Thanks for joining us today on
Encounter God's Truth as author and theologian Dr. John Whitcomb
leads us through the Apostles' discussion at the Great Council
at Jerusalem in Acts 15. Here pivotal decisions were made
about how the church would handle issues related to the relationship
between Jewish and Gentile believers. I'm your host Wayne Shepherd,
so glad to bring you these timeless truths for changing times on
behalf of Dr.
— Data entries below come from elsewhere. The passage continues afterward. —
//! In-memory transport and EDGAR fixtures shared by unit tests

use async_trait::async_trait;
use serde_json::{json, Value};
use std::collections::HashMap;
use std::sync::Mutex;

use crate::edgar::{EdgarApi, TickerTable};
use crate::errors::TransportError;
use crate::models::Identity;
use crate::transport::Transport;

/// Serves canned responses by URL and records every request made.
#[derive(Default)]
pub struct FakeTransport {
    json: HashMap<String, Value>,
    bytes: HashMap<String, Vec<u8>>,
    requested: Mutex<Vec<String>>,
    user_agents: Mutex<Vec<String>>,
}

impl FakeTransport {
    pub fn new() -> Self {
        Self::default()
    }

    pub fn with_json(mut self, url: &str, body: Value) -> Self {
        self.json.insert(url.to_string(), body);
        self
    }

    pub fn with_bytes(mut self, url: &str, body: &[u8]) -> Self {
        self.bytes.insert(url.to_string(), body.to_vec());
        self
    }

    pub fn requested(&self) -> Vec<String> {
        self.requested.lock().unwrap().clone()
    }

    pub fn user_agents(&self) -> Vec<String> {
        self.user_agents.lock().unwrap().clone()
    }

    fn record(&self, url: &str, identity: &Identity) {
        self.requested.lock().unwrap().push(url.to_string());
        self.user_agents.lock().unwrap().push(identity.user_agent());
    }

    fn not_found(url: &str) -> TransportError {
        TransportError::Status {
            url: url.to_string(),
            status: 404,
        }
    }
}

#[async_trait]
impl Transport for FakeTransport {
    async fn fetch_json(&self, url: &str, identity: &Identity) -> Result<Value, TransportError> {
        self.record(url, identity);
        self.json.get(url).cloned().ok_or_else(|| Self::not_found(url))
    }

    async fn fetch_bytes(&self, url: &str, identity: &Identity) -> Result<Vec<u8>, TransportError> {
        self.record(url, identity);
        self.bytes.get(url).cloned().ok_or_else(|| Self::not_found(url))
    }
}

pub fn identity() -> Identity {
    Identity::new("Test Corp", "test@example.com").unwrap()
}

pub fn ticker_table() -> TickerTable {
    [("AAPL", "0000320193")].into_iter().collect()
}

/// Parallel-array columns from `(accession, form, filing date, primary document)` rows.
pub fn columns(rows: &[(&str, &str, &str, &str)]) -> Value {
    let column = |i: usize| -> Vec<String> {
        rows.iter().map(|r| [r.0, r.1, r.2, r.3][i].to_string()).collect()
    };
    json!({
        "accessionNumber": column(0),
        "form": column(1),
        "filingDate": column(2),
        "primaryDocument": column(3),
        "reportDate": rows.iter().map(|_| "").collect::<Vec<_>>(),
        "items": rows.iter().map(|r| if r.1.starts_with("8-K") { "2.02,9.01" } else { "" }).collect::<Vec<_>>(),
        "primaryDocDescription": column(1),
    })
}

pub fn first_page(cik: Value, name: &str, tickers: &[(&str, &str)], recent: Value, files: &[&str]) -> Value {
    json!({
        "cik": cik,
        "name": name,
        "tickers": tickers.iter().map(|t| t.0).collect::<Vec<_>>(),
        "exchanges": tickers.iter().map(|t| t.1).collect::<Vec<_>>(),
        "filings": {
            "recent": recent,
            "files": files.iter().map(|f| json!({"name": f, "filingCount": 3})).collect::<Vec<_>>(),
        },
    })
}

pub const APPLE_10K_2023_URL: &str =
    "https://www.sec.gov/Archives/edgar/data/320193/000032019323000106/aapl-20230930.htm";

/// Apple's index over three pages, newest first:
/// - page 1: 10-K (2023), 10-Q, 10-K/A, 10-K (2022)
/// - page 2: 10-Q, 10-K (2021), 10-K/A
/// - page 3: 10-Q, 8-K
pub fn apple_fixture() -> FakeTransport {
    let recent = columns(&[
        ("0000320193-23-000106", "10-K", "2023-11-03", "aapl-20230930.htm"),
        ("0000320193-23-000077", "10-Q", "2023-08-04", "aapl-20230701.htm"),
        ("0000320193-23-000064", "10-K/A", "2023-05-10", "aapl-20220924a.htm"),
        ("0000320193-22-000108", "10-K", "2022-10-28", "aapl-20220924.htm"),
    ]);
    let page_one = columns(&[
        ("0000320193-22-000070", "10-Q", "2022-07-29", "aapl-20220625.htm"),
        ("0000320193-21-000105", "10-K", "2021-10-29", "aapl-20210925.htm"),
        ("0000320193-21-000080", "10-K/A", "2021-06-01", "aapl-20200926a.htm"),
    ]);
    let page_two = columns(&[
        ("0000320193-20-000062", "10-Q", "2020-07-31", "aapl-20200627.htm"),
        ("0000320193-19-000119", "8-K", "2019-10-30", "a8-k20191030.htm"),
    ]);

    FakeTransport::new()
        .with_json(
            "https://data.sec.gov/submissions/CIK0000320193.json",
            first_page(
                json!("320193"),
                "Apple Inc.",
                &[("AAPL", "Nasdaq")],
                recent,
                &[
                    "CIK0000320193-submissions-001.json",
                    "CIK0000320193-submissions-002.json",
                ],
            ),
        )
        .with_json(
            "https://data.sec.gov/submissions/CIK0000320193-submissions-001.json",
            page_one,
        )
        .with_json(
            "https://data.sec.gov/submissions/CIK0000320193-submissions-002.json",
            page_two,
        )
        .with_json(
            EdgarApi::COMPANY_TICKERS_URL,
            json!({"0": {"cik_str": 320193, "ticker": "AAPL", "title": "Apple Inc."}}),
        )
        .with_bytes(APPLE_10K_2023_URL, b"<html><body>Apple 10-K 2023</body></html>")
        .with_bytes(
            "https://www.sec.gov/Archives/edgar/data/320193/000032019322000108/aapl-20220924.htm",
            b"<html><body>Apple 10-K 2022 \xff</body></html>",
        )
}
//! Application service: onboard the agent to a workspace.

use std::time::Duration;

use anyhow::Result;

use super::Host;
use crate::application::ports::{CommandRunner, HostFs, SettingsProvider, Sleeper};
use crate::application::services::ensure_supported_os;
use crate::application::services::retry::policies::{NoInternetPolicy, OnboardingPolicy};
use crate::application::services::retry::{RetryOptions, run_command, run_with_retries};
use crate::domain::{CommandInvocation, HandlerConfig, HandlerError};

pub const ONBOARD_RETRIES: u32 = 5;

/// Pause between onboarding and restarting the agent's processes.
pub const RESTART_DELAY: Duration = Duration::from_secs(5);

/// Onboarding command line. Carries the workspace key; never log it.
#[must_use]
pub fn onboard_command(
    config: &HandlerConfig,
    workspace_id: &str,
    workspace_key: &str,
    proxy: Option<&str>,
    vm_resource_id: Option<&str>,
) -> String {
    let mut cmd = format!(
        "{} -d {} -w {workspace_id} -s {workspace_key}",
        config.paths.omsadmin.display(),
        config.onboarding_domain
    );
    if let Some(proxy) = proxy {
        cmd.push_str(&format!(" -p {proxy}"));
    }
    if let Some(id) = vm_resource_id {
        cmd.push_str(&format!(" -a {id}"));
    }
    cmd
}

/// Onboard the agent to the configured workspace and restart its processes.
///
/// # Errors
///
/// Returns a `HandlerError` for unsupported hosts, missing or invalid
/// settings, a missing onboarding script, or an unreachable service.
pub async fn enable<R, S, F>(
    host: &Host<'_, R, S, F>,
    settings: &impl SettingsProvider,
) -> Result<i32>
where
    R: CommandRunner,
    S: Sleeper,
    F: HostFs,
{
    ensure_supported_os(host.fs, &host.config.paths.os_release)?;

    let settings = settings.settings().await?;
    let public = settings.require_public()?;
    let protected = settings.require_protected()?;
    let workspace_id = public.workspace_id()?;
    let workspace_key = protected.workspace_key()?;

    let omsadmin = &host.config.paths.omsadmin;
    if !host.fs.exists(omsadmin) {
        return Err(HandlerError::EnableBeforeInstall(omsadmin.display().to_string()).into());
    }

    let invocation = CommandInvocation::new(onboard_command(
        host.config,
        workspace_id,
        workspace_key,
        protected.proxy.as_deref(),
        protected.vm_resource_id.as_deref(),
    ))
    .redacted();

    tracing::info!("Handler initiating onboarding.");
    let code = run_with_retries(
        host.runner,
        host.sleeper,
        &invocation,
        RetryOptions::new(ONBOARD_RETRIES),
        &OnboardingPolicy,
        Some(&NoInternetPolicy),
    )
    .await?;

    // Processes auto-started by the bundle's --upgrade may be stale.
    if code == 0 {
        host.sleeper.sleep(RESTART_DELAY).await;
        let restart = CommandInvocation::new(format!(
            "{} restart",
            host.config.paths.service_control.display()
        ));
        run_command(host.runner, &restart).await?;
    }
    Ok(code)
}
Whitcomb, a professor and Bible
teacher for nearly 70 years. Now, Dr. Whitcomb was primarily
an Old Testament scholar, but he devoted six years to teaching
the book of Acts, the only historical book about the church, at the
Independent Fundamental Bible Conference in Middletown, Connecticut.
We want to thank Middletown Bible Church for helping us distribute
these messages anew, and you can also download a free commentary
on Acts that Dr. Whitcomb co-authored with Middletown
Pastor George Zeller when you go to WhitcombMinistries.org.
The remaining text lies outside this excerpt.